PDA

View Full Version : Version 3.1 Only Grabbing Page Titles



barkeep
09-06-2005, 04:40 AM
What would cause the indexer to skip all the content in all of my pages and only do the page titles?

Are there certain tags or known content parsing issues?

barkeep
09-06-2005, 04:35 PM
Here is the web site I am indexing. This is a prototype site that we plan to release soon.

http://www.rossgroupinc.com:8001/

wrensoft
09-06-2005, 11:43 PM
I had a look at your site.

You seem to be using a search script called readweb.asp which is not our script. I couldn't find our search.asp script on your site.

We don't know anything about your readweb.asp script and so can't really comment on its behaviour.

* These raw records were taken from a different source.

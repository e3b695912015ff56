//! Filesystem-backed document listing.

use async_trait::async_trait;
use std::io::ErrorKind;
use std::path::{Path, PathBuf};
use thiserror::Error;
use walkdir::WalkDir;

/// Raw document awaiting extraction.
#[derive(Debug, Clone, PartialEq, Eq)]
pub struct Document {
    /// File name the document was read from.
    pub name: String,
    /// Unparsed file contents.
    pub bytes: Vec<u8>,
}

impl Document {
    /// Convenience constructor.
    pub fn new(name: impl Into<String>, bytes: impl Into<Vec<u8>>) -> Self {
        Self {
            name: name.into(),
            bytes: bytes.into(),
        }
    }
}

/// Errors surfaced by document sources.
#[derive(Debug, Error)]
pub enum DocumentSourceError {
    /// The document directory exists but cannot be read.
    #[error("Document directory {path} is unavailable: {reason}")]
    SourceUnavailable {
        /// Directory that was being listed.
        path: PathBuf,
        /// Underlying failure.
        reason: String,
    },
}

/// Interface implemented by document providers.
#[async_trait]
pub trait DocumentSource: Send + Sync {
    /// Return the current document set. An empty or missing location yields no documents.
    async fn list_documents(&self) -> Result<Vec<Document>, DocumentSourceError>;
}

/// Lists the regular files directly inside a directory, ordered by file name.
pub struct FsDocumentSource {
    root: PathBuf,
}

impl FsDocumentSource {
    /// Build a source over `root`.
    pub fn new(root: impl Into<PathBuf>) -> Self {
        Self { root: root.into() }
    }

    /// Directory scanned by this source.
    pub fn root(&self) -> &Path {
        &self.root
    }
}

#[async_trait]
impl DocumentSource for FsDocumentSource {
    async fn list_documents(&self) -> Result<Vec<Document>, DocumentSourceError> {
        let root = self.root.clone();
        tokio::task::spawn_blocking(move || read_directory(&root))
            .await
            .map_err(|error| DocumentSourceError::SourceUnavailable {
                path: self.root.clone(),
                reason: format!("listing task failed: {error}"),
            })?
    }
}

fn read_directory(root: &Path) -> Result<Vec<Document>, DocumentSourceError> {
    match std::fs::metadata(root) {
        Ok(metadata) if metadata.is_dir() => {}
        Ok(_) => {
            return Err(DocumentSourceError::SourceUnavailable {
                path: root.to_path_buf(),
                reason: "not a directory".into(),
            });
        }
        Err(error) if error.kind() == ErrorKind::NotFound => {
            tracing::warn!(path = %root.display(), "Document directory missing; nothing to ingest");
            return Ok(Vec::new());
        }
        Err(error) => {
            return Err(DocumentSourceError::SourceUnavailable {
                path: root.to_path_buf(),
                reason: error.to_string(),
            });
        }
    }

    let mut documents = Vec::new();
    let entries = WalkDir::new(root)
        .min_depth(1)
        .max_depth(1)
        .follow_links(true)
        .sort_by_file_name();

    for entry in entries {
        let entry = match entry {
            Ok(entry) => entry,
            Err(error) if error.depth() == 0 => {
                return Err(DocumentSourceError::SourceUnavailable {
                    path: root.to_path_buf(),
                    reason: error.to_string(),
                });
            }
            Err(error) => {
                tracing::warn!(error = %error, "Skipping unreadable directory entry");
                continue;
            }
        };

        if !entry.file_type().is_file() {
            tracing::debug!(path = %entry.path().display(), "Skipping non-file entry");
            continue;
        }

        let name = entry.file_name().to_string_lossy().into_owned();
        match std::fs::read(entry.path()) {
            Ok(bytes) => documents.push(Document { name, bytes }),
            Err(error) => {
                tracing::warn!(file = %name, error = %error, "Skipping unreadable document");
            }
        }
    }

    tracing::debug!(path = %root.display(), count = documents.len(), "Read documents");
    Ok(documents)
}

I tried indexing a few pages on your site and the content is being indexed. So I don't think there is a problem with the pages that prevents the content from being indexed. Did you turn off content indexing from the Zoom config window?

------
David

barkeep
09-07-2005, 07:56 PM
I do not see that as an option.

After you run the index against our site. Look at the output files it creates, it misses words such as "Redundant" found on the following page: http://www.rossgroupinc.com:8001/readweb.asp?wid=2947

I can see that it indexed that page, but it only appears to have indexed the words in the page title only.

wrensoft
09-07-2005, 09:09 PM
Using V4.2 of Zoom I indexed the page you suggested. Then had a look in the dictionary file (zoom_dictionary.zdat) to check the words that were indexed.


pro-active 820
order 830
HA 840
clients 850
Redundant 860
connections 870
Internet 880
backbone 890

The word 'Redundant' appears in the file. So I don't think there is any problem with V4.2 of Zoom.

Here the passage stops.